I'm afraid I would say it's not deductable, as the customer's location would be considered your work site. On the other hand, if you have a home office (as defined in the tax law; a room or marked section of a room which is used solely for business), there is some precedent for transporation between your (home) office and the customer being deductable.
I'm sorry I can't be of more help, but this is an active dispute in the courts, with some ruling one way, and some the other, in similar situations.
I can understand that opinion. Unfortunately, as I see it, the next step up would be actual legal advice, which would be a lot more than $30.
If you have any more specific questions on the issue, I'll be happy to answer those.
I am adding a bit of extra information to what the other expert gave you. There is no need to accept again. You have already paid. IN our environment part of the value is that you have more than one expert reveiwing responses.

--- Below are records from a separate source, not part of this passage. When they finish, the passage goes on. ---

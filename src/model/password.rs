use blake3::{hash, keyed_hash};

use crate::hex::HexDisplayExt;

/// Turns a plaintext password into the digest that is stored and sent
/// between nodes. Injected wherever a [`User`](super::User) gets a password,
/// so nodes that share a user base can agree on a keyed hasher.
pub trait PasswordHasher: Send + Sync {
    fn hash(&self, plaintext: &str) -> String;
}

/// blake3 digest, keyed when a deployment-wide key is configured.
#[derive(Clone, Default)]
pub struct Blake3Hasher {
    key: Option<[u8; 32]>,
}

impl Blake3Hasher {
    pub fn new() -> Self {
        Self::default()
    }

    pub fn keyed(key: [u8; 32]) -> Self {
        Self { key: Some(key) }
    }
}

impl PasswordHasher for Blake3Hasher {
    fn hash(&self, plaintext: &str) -> String {
        let digest = match &self.key {
            Some(key) => keyed_hash(key, plaintext.as_bytes()),
            None => hash(plaintext.as_bytes()),
        };
        digest.as_bytes().hex().to_string()
    }
}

Your expert responded correctly. But let me add, that if you normally see clients at your home office. That is the place where you see your clients, routinely, and now this one client asks you to come to the site, then it can be tax deductable.
The issue then for you is, that if you normally do the work over the net, then you do not get client visits at home.
other than that, you can not take the transportation from your home office to your first client's location as a deduction, as it is considered commuting.
The only other exception is if you are traveling outside your metropolitan area. The metropolitan area, when the tax home is your home, is considered to be in most instances 50 miles. However some have interpreted this as 75 miles. (longer than a 45 minute commute). But if you take this deduction you take it at your own risk of having to prove it to the auditor. THe IRS does not describe what that means.
Todays commuters are super commutes and commute 45 to 90 minutes to thier jobs.
So you say you are commuting from one town to another. If this is a commute outside your metropolitan area, you can infact deduct it.